三巡目

 何故、私は後輩君に麻雀で勝てないのか。初心者相手に毎回フルボッコされるのは経験者としてあまりにも情けない。

 だがそんな日々も今日で終わりだ。私は優し過ぎたのである。

 まだ実力のない後輩君が下手に自信をつけてしまうと将来が心配だ。教育のためにも、心を鬼にして対局に臨まなければならない。

 具体的な作戦…? そんなのこれから考える。


*****  *****  *****


「ああ、困った」


 そして戦いが始まる。後輩君はいつものように困りごとを口にする。


「カンチャンとペンチャンばっかりだ。どれを捨てればいいのか分からない」


 私はとした。ここで上手く誘導すれば、彼の手を遅らせることができる。


「後輩君。その場合はカンチャンを切っていくと良いよ」


 私がそう言うと、同僚AとBがジト目で私を見た。

 お前ら、何も言うなよ。


 ちなみにカンチャンとペンチャン、どっちを残すべきかといえば、少なくとも初心者相手であれば『ペンチャンを切る』と教えるべきだろう。リャンメン待ちに変わる可能性があるカンチャンに対し、ペンチャンは順子シュンツとして使う限り待ちが変わらないし、断么タンヤオの邪魔にもなる。


 つまり私はその逆を教えた訳である。


「分かりました! カンチャン切ります!」


 よし、これで後輩君の手はかなり遅れるだろう。その隙に私がアガってしまえば良い。

 卑怯?

 ふふふ、そうかもしれない。だが私は勝つために鬼となることを決めたのだ。


 でも私の配牌…。これどうやったらアガれるんだ?


 もたもたしているうちに巡目が進み、後輩君がリーチをかけてしまった。そのとき私は、カスみたいな配牌からほぼ一歩も動けず相変わらずカスみたいな手牌だったので、躊躇いもなく安牌アンパイを切って勝負をオリた。


 そのさらに四巡後、同僚Aもリーチをかけてきた。


 さて。ここで問題が起きる。同僚Aに対する安牌はあるが、後輩君との共通の安牌がない。

 同僚Aは一九牌を何種も切っていて、私はその現物を所持している。後輩君は、とすると、一九牌に対しかなり嫌な形になっている可能性がある。


 まさかね。楽観的に考えれば、彼の形は平和ピンフ断么タンヤオもつかず、またドラも切っているからドラを抱え込んでもいない。そんな状況のはず。

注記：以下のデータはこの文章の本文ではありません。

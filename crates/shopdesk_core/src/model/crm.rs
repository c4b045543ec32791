//! CRM entities: customers owning their sales and support requests.
//!
//! # Invariants
//! - Sales and support requests are owned by exactly one customer and are
//!   serialized inline under it.
//! - Serde field names match the persisted CRM file (`musteri_id`, `ad`, ...).

use super::{
    apply_field, new_entity_id, now_timestamp, require_text, CustomerUpdate, EntityId,
    ValidationError,
};
use serde::{Deserialize, Serialize};

/// Initial status label of a CRM support request ("open").
pub const SUPPORT_STATUS_OPEN: &str = "Açık";

#[derive(Debug, Clone, PartialEq, Serialize, Deserialize)]
pub struct Sale {
    #[serde(rename = "satis_id")]
    id: EntityId,
    #[serde(rename = "tarih")]
    created_at: String,
    #[serde(rename = "urun")]
    pub product: String,
    /// Signed on the wire; the sale form only ever records non-negative counts.
    #[serde(rename = "miktar")]
    pub quantity: i64,
    /// Line total as entered at the point of sale.
    #[serde(rename = "toplam_tutar")]
    pub total_amount: f64,
}

impl Sale {
    /// Records a new sale stamped with the current time.
    pub fn new(product: impl Into<String>, quantity: i64, total_amount: f64) -> Self {
        Self::restore(new_entity_id(), now_timestamp(), product, quantity, total_amount)
    }

    /// Rebuilds a persisted sale with its original identity and timestamp.
    pub fn restore(
        id: EntityId,
        created_at: impl Into<String>,
        product: impl Into<String>,
        quantity: i64,
        total_amount: f64,
    ) -> Self {
        Self {
            id,
            created_at: created_at.into(),
            product: product.into(),
            quantity,
            total_amount,
        }
    }

    pub fn id(&self) -> EntityId {
        self.id
    }

    pub fn created_at(&self) -> &str {
        &self.created_at
    }
}

#[derive(Debug, Clone, PartialEq, Eq, Serialize, Deserialize)]
pub struct SupportRequest {
    #[serde(rename = "talep_id")]
    id: EntityId,
    #[serde(rename = "konu")]
    pub subject: String,
    #[serde(rename = "aciklama")]
    pub description: String,
    #[serde(rename = "tarih")]
    created_at: String,
    #[serde(rename = "durum")]
    pub status: String,
}

impl SupportRequest {
    /// Opens a new request stamped with the current time.
    pub fn new(subject: impl Into<String>, description: impl Into<String>) -> Self {
        Self::restore(
            new_entity_id(),
            subject,
            description,
            now_timestamp(),
            SUPPORT_STATUS_OPEN,
        )
    }

    pub fn restore(
        id: EntityId,
        subject: impl Into<String>,
        description: impl Into<String>,
        created_at: impl Into<String>,
        status: impl Into<String>,
    ) -> Self {
        Self {
            id,
            subject: subject.into(),
            description: description.into(),
            created_at: created_at.into(),
            status: status.into(),
        }
    }

    pub fn id(&self) -> EntityId {
        self.id
    }

    pub fn created_at(&self) -> &str {
        &self.created_at
    }

    pub fn validate(&self) -> Result<(), ValidationError> {
        require_text("konu", &self.subject)?;
        require_text("aciklama", &self.description)
    }
}

/// CRM customer record.
#[derive(Debug, Clone, PartialEq, Serialize, Deserialize)]
pub struct Customer {
    #[serde(rename = "musteri_id")]
    id: EntityId,
    #[serde(rename = "ad")]
    pub first_name: String,
    #[serde(rename = "soyad")]
    pub last_name: String,
    #[serde(rename = "telefon")]
    pub phone: String,
    pub email: String,
    #[serde(rename = "satislar")]
    sales: Vec<Sale>,
    #[serde(rename = "destek_talepleri")]
    support_requests: Vec<SupportRequest>,
}

impl Customer {
    /// Creates a customer with a freshly minted identifier and no history.
    pub fn new(
        first_name: impl Into<String>,
        last_name: impl Into<String>,
        phone: impl Into<String>,
        email: impl Into<String>,
    ) -> Self {
        Self::with_id(new_entity_id(), first_name, last_name, phone, email)
    }

    /// Creates a customer with a caller-provided identifier.
    ///
    /// Used by load paths where identity already exists in the data file.
    pub fn with_id(
        id: EntityId,
        first_name: impl Into<String>,
        last_name: impl Into<String>,
        phone: impl Into<String>,
        email: impl Into<String>,
    ) -> Self {
        Self {
            id,
            first_name: first_name.into(),
            last_name: last_name.into(),
            phone: phone.into(),
            email: email.into(),
            sales: Vec::new(),
            support_requests: Vec::new(),
        }
    }

    pub fn id(&self) -> EntityId {
        self.id
    }

    pub fn sales(&self) -> &[Sale] {
        &self.sales
    }

    pub fn support_requests(&self) -> &[SupportRequest] {
        &self.support_requests
    }

    pub fn sales_total(&self) -> f64 {
        self.sales.iter().map(|sale| sale.total_amount).sum()
    }

    /// One-line contact summary for list views.
    pub fn summary(&self) -> String {
        format!(
            "{} {} | Tel: {} | Email: {}",
            self.first_name, self.last_name, self.phone, self.email
        )
    }

    pub fn push_sale(&mut self, sale: Sale) -> &Sale {
        self.sales.push(sale);
        &self.sales[self.sales.len() - 1]
    }

    pub fn push_support_request(&mut self, request: SupportRequest) -> &SupportRequest {
        self.support_requests.push(request);
        &self.support_requests[self.support_requests.len() - 1]
    }

    pub fn apply_update(&mut self, update: &CustomerUpdate) {
        apply_field(&mut self.first_name, update.first_name.as_ref());
        apply_field(&mut self.last_name, update.last_name.as_ref());
        apply_field(&mut self.phone, update.phone.as_ref());
        apply_field(&mut self.email, update.email.as_ref());
    }

    /// Checks the contact fields only.
    pub fn validate(&self) -> Result<(), ValidationError> {
        require_text("ad", &self.first_name)?;
        require_text("soyad", &self.last_name)?;
        require_text("telefon", &self.phone)?;
        require_text("email", &self.email)
    }
}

 私は同僚Aからの一発被弾回避を優先させ、一萬イーワンを切った。


「先輩、ロンです!」


 がくっ。

 いや、後輩君からの被弾は覚悟していた。損害は軽微のはず。


「えーっと、役はリーチ…だけですかね」

「リーチだけね」


 私が真っ先に返事する。


「リーチと純全帯么九ジュンチャンだね」


 でも同僚Aがバラしてしまう。

 てゆうか、偶然でジュンチャン揃えつつ、親リーチの安牌で単騎待ちとかするんじゃない!


「裏ドラも乗っているみたいだね」


 同僚B、お前も黙っておけ!


「わあ、ジュンチャンっていう役なんですね! 先輩の言う通り進めたらまた一つ役を覚えました! いつもありがとうございます!」


 どういたしまして。そろそろ勉強料で点棒返してくれないかな?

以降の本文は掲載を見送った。